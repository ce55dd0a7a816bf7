//! Geoflow Core - data model and source interfaces
//!
//! This crate holds everything the stream layers share but that has no
//! runtime dependency:
//!
//! ## Data Model
//! - [`Key`], [`Location`]: member identity and position
//! - [`MembershipSnapshot`]: key → location for the whole query region
//! - [`CompositeSnapshot`]: key → location plus the member's latest value
//! - [`LocationData`]: location plus typed data, produced by projection
//!
//! ## Source Interfaces
//! - [`MembershipSource`]: enter/exit/move/ready/error events for a region
//! - [`ValueSource`]: changing values at a [`ValueAddress`]
//! - [`Decoder`]: pure raw → typed conversion
//!
//! ## Reactive Primitives
//! - [`reactive::MembershipState`]: the "apply event, maybe emit" step
//! - [`reactive::KeySetDiff`]: added/kept/removed partition of key sets

#![forbid(unsafe_code)]

/// Configuration loading and validation
pub mod config;

/// Typed decoding of secondary values
pub mod decode;

/// Error taxonomy
pub mod errors;

/// Reactive primitives driven by the stream layers
pub mod reactive;

/// External source traits and listener plumbing
pub mod sources;

/// Snapshot data model
pub mod types;

pub use config::GeoflowConfig;
pub use decode::{Decoder, JsonDecoder};
pub use errors::{DecodeFailure, GeoflowError, Result, SourceError};
pub use sources::{
    MembershipEvent, MembershipListener, MembershipListenerBuilder, MembershipSource,
    SourceHandle, ValueAddress, ValueListener, ValueListenerBuilder, ValueSource,
};
pub use types::{
    CompositeEntry, CompositeSnapshot, Key, Location, LocationData, LocationDataSnapshot,
    MembershipSnapshot,
};
//! MembershipState - the aggregator's mutable map
//!
//! Events mutate the map silently until `Ready` has been seen once. From then
//! on every event yields a full snapshot of the map.

use crate::errors::SourceError;
use crate::sources::MembershipEvent;
use crate::types::{Key, Location, MembershipSnapshot};
use std::collections::BTreeMap;

/// Key → location map of one membership subscription.
#[derive(Debug, Clone, Default)]
pub struct MembershipState {
    locations: BTreeMap<Key, Location>,
    ready: bool,
}

impl MembershipState {
    /// Empty state, not ready.
    pub fn new() -> Self {
        Self::default()
    }

    /// Whether `Ready` has been observed.
    pub fn is_ready(&self) -> bool {
        self.ready
    }

    /// Number of keys currently tracked.
    pub fn len(&self) -> usize {
        self.locations.len()
    }

    /// Whether no keys are tracked.
    pub fn is_empty(&self) -> bool {
        self.locations.is_empty()
    }

    /// Apply one event.
    ///
    /// Returns `Ok(Some(snapshot))` when the event should be emitted,
    /// `Ok(None)` while still loading, and `Err` for a source failure.
    pub fn apply(
        &mut self,
        event: MembershipEvent,
    ) -> Result<Option<MembershipSnapshot>, SourceError> {
        match event {
            MembershipEvent::KeyEntered { key, location }
            | MembershipEvent::KeyMoved { key, location } => {
                self.locations.insert(key, location);
            }
            MembershipEvent::KeyExited { key } => {
                self.locations.remove(&key);
            }
            MembershipEvent::Ready => {
                self.ready = true;
            }
            MembershipEvent::Error(error) => return Err(error),
        }

        Ok(self.ready.then(|| self.snapshot()))
    }

    /// Copy of the current map, regardless of readiness.
    pub fn snapshot(&self) -> MembershipSnapshot {
        MembershipSnapshot::new(self.locations.clone())
    }
}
▬▬▬▬▬▬
* **Work task**:
Task for the records above: copy every line in which the word "sources" occurs.

* **Expected output**:
pub mod sources;
pub use sources::{
use crate::sources::MembershipEvent;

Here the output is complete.